Definitions for treatment response in interferon-based response-guided therapies
| Term | Abbreviation | Definition |
|---|---|---|
| Sustained virological response | SVR | Undetectable HCV RNA 12–24 weeks after the end of therapy |
| Rapid virological response | RVR | Undetectable HCV RNA at week 4 of therapy |
| Early virological response | EVR | HCV RNA decline ≥2 log10 at week 12 |
| Complete early virological response | cEVR | Undetectable HCV RNA at week 12 |
| Partial early virological response | pEVR | HCV RNA decline ≥2 log10 at week 12 |
| Relapse | RL | HCV RNA negative at the end of treatment and recurrence of HCV RNA during the follow-up of 24 weeks |
| Partial response | PR | HCV RNA decline ≥2 log10 at week 12 but positive at week 24 during Peg-IFN–RBV therapy |
| Null response | NULL | HCV RNA decline <2 log10 at week 12 during Peg-IFN–RBV therapy |
Response at weeks 4 and 12 of pegylated interferon-α (Peg-IFN)-based regimens was used to determine the optimal treatment duration.

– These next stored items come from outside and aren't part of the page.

//! QGA CLI
//!
//! Entry point for the `qga` command-line tool.

use clap::{Parser, Subcommand};
use qga_client::{QgaClient, UnixTransport};
use std::io::Write;
use std::path::{Path, PathBuf};
use std::process;
use std::sync::Arc;
use std::time::Duration;

#[derive(Parser)]
#[command(name = "qga")]
#[command(about = "QEMU guest agent helper", version)]
struct Cli {
    /// Path to the guest agent socket
    #[arg(long)]
    socket: PathBuf,

    #[command(subcommand)]
    command: Commands,
}

#[derive(Subcommand)]
enum Commands {
    /// Execute a shell command in the guest and wait for it
    Exec {
        /// Seconds to wait for the command to exit
        #[arg(long, default_value_t = 300)]
        timeout: u64,

        /// The command to run (after --)
        #[arg(last = true, required = true)]
        cmd: Vec<String>,
    },

    /// Push a local file into the guest
    Push {
        /// Local source file
        #[arg(long)]
        src: PathBuf,

        /// Destination path in the guest
        #[arg(long)]
        dest: String,
    },
}

fn main() {
    tracing_subscriber::fmt()
        .with_env_filter(tracing_subscriber::EnvFilter::from_default_env())
        .with_writer(std::io::stderr)
        .init();

    let cli = Cli::parse();
    let client = QgaClient::new(Arc::new(UnixTransport::new(&cli.socket)));

    let code = match cli.command {
        Commands::Exec { timeout, cmd } => run_exec(&client, &cmd, timeout),
        Commands::Push { src, dest } => run_push(&client, &src, &dest),
    };
    process::exit(code);
}

fn run_exec(client: &QgaClient, cmd: &[String], timeout: u64) -> i32 {
    let command = cmd.join(" ");

    let result = match client.exec(&command, Duration::from_secs(timeout)) {
        Ok(result) => result,
        Err(e) => {
            eprintln!("{e}");
            return 1;
        }
    };

    // Raw decoded bytes, no re-encoding
    let mut stdout = std::io::stdout();
    let mut stderr = std::io::stderr();
    if stdout
        .write_all(&result.stdout)
        .and_then(|_| stdout.flush())
        .is_err()
        || stderr
            .write_all(&result.stderr)
            .and_then(|_| stderr.flush())
            .is_err()
    {
        return 1;
    }

    result.exit_code
}

fn run_push(client: &QgaClient, src: &Path, dest: &str) -> i32 {
    match client.push(src, dest) {
        Ok(()) => 0,
        Err(e) => {
            eprintln!("{e}");
            1
        }
    }
}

Patients with a fast decline who achieved a rapid virological response (RVR) were eligible for short-term regimens without impairing sustained virological response (SVR) rates. By contrast, a poor response until week 12 of treatment identified patients in whom the chance of SVR was minimal and, therefore, treatment should be stopped early. Response-guided therapy minimized adverse events of Peg-IFN–ribavirin (RBV) therapy. Moreover, in those patients who failed antiviral treatment response during treatment, it was essential to estimate SVR chances for subsequent treatment attempts. HCV, hepatitis C virus.